//! Engine constants and session configuration.
//!
//! - `TABLE_SIZE` / `DECK_SIZE`: fixed dimensions of a game of Set
//! - `SessionConfig`: per-game settings owned by the control loop

use std::time::Duration;

use serde::{Deserialize, Serialize};

use super::error::{Result, SetError};

/// Number of cards the table is refilled to.
pub const TABLE_SIZE: usize = 12;

/// Number of distinct cards (3^4).
pub const DECK_SIZE: usize = 81;

/// Shortest accepted search time, in seconds.
pub const MIN_SEARCH_SECS: u64 = 5;

/// Longest accepted search time, in seconds.
pub const MAX_SEARCH_SECS: u64 = 90;

/// Configuration for a [`GameSession`](crate::game::GameSession).
///
/// The search time is how long a human gets to find a set before the
/// computer takes its turn. The session never reads a clock itself; the
/// control loop compares elapsed time with [`SessionConfig::search_time`]
/// and reports a timeout.
#[derive(Clone, Copy, Debug, PartialEq, Eq, Serialize, Deserialize)]
pub struct SessionConfig {
    search_secs: u64,
}

impl Default for SessionConfig {
    fn default() -> Self {
        Self { search_secs: 30 }
    }
}

impl SessionConfig {
    /// Create a configuration with the default search time.
    pub fn new() -> Self {
        Self::default()
    }

    /// Set the search time in whole seconds.
    ///
    /// Fails unless `MIN_SEARCH_SECS <= seconds <= MAX_SEARCH_SECS`.
    pub fn with_search_secs(mut self, seconds: u64) -> Result<Self> {
        if !(MIN_SEARCH_SECS..=MAX_SEARCH_SECS).contains(&seconds) {
            return Err(SetError::SearchTime {
                seconds,
                min: MIN_SEARCH_SECS,
                max: MAX_SEARCH_SECS,
            });
        }
        self.search_secs = seconds;
        Ok(self)
    }

    /// Search time in whole seconds.
    #[must_use]
    pub fn search_secs(&self) -> u64 {
        self.search_secs
    }

    /// Search time as a duration.
    #[must_use]
    pub fn search_time(&self) -> Duration {
        Duration::from_secs(self.search_secs)
    }

    /// Whole seconds left after `elapsed`, rounded up; `None` once time is up.
    #[must_use]
    pub fn seconds_left(&self, elapsed: Duration) -> Option<u64> {
        let remaining = self.search_time().checked_sub(elapsed)?;
        let secs = remaining.as_secs() + u64::from(remaining.subsec_nanos() > 0);
        Some(secs)
    }
}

# PROMPT
From the records above, tally every line that includes the word "impl" and reply with the total by itself.

# ANSWER FOR THE TASK
2